The bank was founded on 20 August 1917, in Ponce, Puerto Rico, by Mario Mercado, Amador Torres, Manuel Meiriño, Augusto Quiñones, Francisco Oliver, Antonio Morales, Juan Colón, José de Jesús, Francisco Forteza and Cándido Noriega. It had a prosperous start and in 1924 it built its main office in downtown Ponce. Architecturally, the downtown structure was so prominent that it would eventually get listed as historic in the National Register of Historic Places.

The Bank continued its growth and by 1961 it already had offices and branches in New York City. By 1989, it had the largest number of branches of any Puerto Rican bank in mainland United States and was the largest Hispanic bank in the United States by deposits.
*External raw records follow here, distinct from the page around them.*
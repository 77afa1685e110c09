//! Common test utilities and helpers

#![allow(dead_code)]

use anyhow::Result;
use serde_json::{json, Value};
use std::fs;
use std::path::{Path, PathBuf};
use tempfile::TempDir;

/// Test context builder for setting up course and quiz fixtures
pub struct TestContextBuilder {
    temp_dir: TempDir,
    initial_files: Vec<(PathBuf, String)>,
}

impl TestContextBuilder {
    /// Create a new test context builder
    pub fn new() -> Result<Self> {
        Ok(Self {
            temp_dir: TempDir::new()?,
            initial_files: Vec::new(),
        })
    }

    /// Add an initial file
    pub fn with_file(mut self, path: impl AsRef<Path>, content: &str) -> Self {
        self.initial_files
            .push((path.as_ref().to_path_buf(), content.to_string()));
        self
    }

    /// Add a JSON file
    pub fn with_json(self, path: impl AsRef<Path>, value: &Value) -> Self {
        let content = value.to_string();
        self.with_file(path, &content)
    }

    /// Add the sample course as `course.json`
    pub fn with_sample_course(self) -> Self {
        self.with_json("course.json", &sample_course())
    }

    /// Add a project configuration file
    pub fn with_config(self, content: &str) -> Self {
        self.with_file("lessonkit.toml", content)
    }

    /// Build the test context
    pub fn build(self) -> Result<TestContext> {
        let path = self.temp_dir.path();

        for (file_path, content) in self.initial_files {
            let full_path = path.join(file_path);
            if let Some(parent) = full_path.parent() {
                fs::create_dir_all(parent)?;
            }
            fs::write(full_path, content)?;
        }

        Ok(TestContext {
            temp_dir: self.temp_dir,
        })
    }
}

/// Test context that manages temporary directories and cleanup
pub struct TestContext {
    temp_dir: TempDir,
}

impl TestContext {
    /// Get the path to the test directory
    pub fn path(&self) -> &Path {
        self.temp_dir.path()
    }

    /// Create a file in the test directory
    pub fn create_file(&self, path: impl AsRef<Path>, content: &str) -> Result<PathBuf> {
        let full_path = self.temp_dir.path().join(path);
        if let Some(parent) = full_path.parent() {
            fs::create_dir_all(parent)?;
        }
        fs::write(&full_path, content)?;
        Ok(full_path)
    }
}

/// Two groups; the first has an explicit order, the second relies on `groupRank`.
///
/// Canonical order: L2, L1, L3, L5, L4
pub fn sample_course() -> Value {
    json!({
        "groups": [
            { "id": "g2", "name": "Advanced", "rank": 2 },
            { "id": "g1", "name": "Basics", "rank": 1, "lessonsOrder": ["L2", "L1", "L3"] }
        ],
        "lessons": [
            { "lessonId": "L1", "groupId": "g1", "groupRank": 1 },
            { "lessonId": "L4", "groupId": "g2", "groupRank": 9 },
            { "lessonId": "L3", "groupId": "g1", "groupRank": 0 },
            { "lessonId": "L5", "groupId": "g2", "groupRank": 3 },
            { "lessonId": "L2", "groupId": "g1", "groupRank": 5 },
            { "lessonId": "stray", "groupId": "missing", "groupRank": 0 }
        ]
    })
}

/// Two questions: the first has correct option 0, the second correct options 0 and 2
pub fn sample_quiz(requires_passing_grade: bool, passing_grade: f64) -> Value {
    json!({
        "questions": [
            {
                "text": "2 + 2?",
                "options": [
                    { "text": "4", "correctAnswer": true },
                    { "text": "5", "correctAnswer": false }
                ]
            },
            {
                "text": "Primes?",
                "options": [
                    { "text": "2", "correctAnswer": true },
                    { "text": "4", "correctAnswer": false },
                    { "text": "7", "correctAnswer": true }
                ]
            }
        ],
        "requiresPassingGrade": requires_passing_grade,
        "passingGrade": passing_grade
    })
}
In 1990, Banco de Ponce merged with Banco Popular creating Puerto Rico's largest bank. Upon the merge, Banco Popular's holding company changed its name to BanPonce Corporation. At the time of the merger, Banco de Ponce had nine branches in New York to Popular's six. With this merge the new company became one of the top ten commercial banks in Latin America and one of the top fifty banks in the United States of America.

==Headquarters==
In 1970, Banco de Ponce built a prominent landmark building in San Juan Milla de Oro financial district, where it formed its headquarters. The concave curvilinear structure consisted of a 23-story corporate tower, 424,900 square feet of space, and parking for 1,375 vehicles. With the 1990 merger with Banco Popular, the Banco de Ponce Milla de Oro building became part of the new BanPonce Corporation. In early 2002, the Milla de Oro building was sold to WesternBank, Mayaguez, Puerto Rico, who had it renamed "WesternBank World Plaza". With the 30 April 2010 failure of Westernbank, Banco Popular bought Westernbank's assets, but not the former Banco de Ponce Milla de Oro tower. In June 2012, the government of the Commonwealth of Puerto Rico announced it had purchased the Milla de Oro tower to headquarter the Puerto Rico Department of Justice. It is now (2019) called the "World Plaza Building".

==Motto==
The bank's 1960s-1970s motto was "...El Banco de Puerto Rico" ("...Puerto Rico's Bank") and also "El Banco de Puerto Rico que se da a querer" ("Puerto Rico's Bank that's loved ").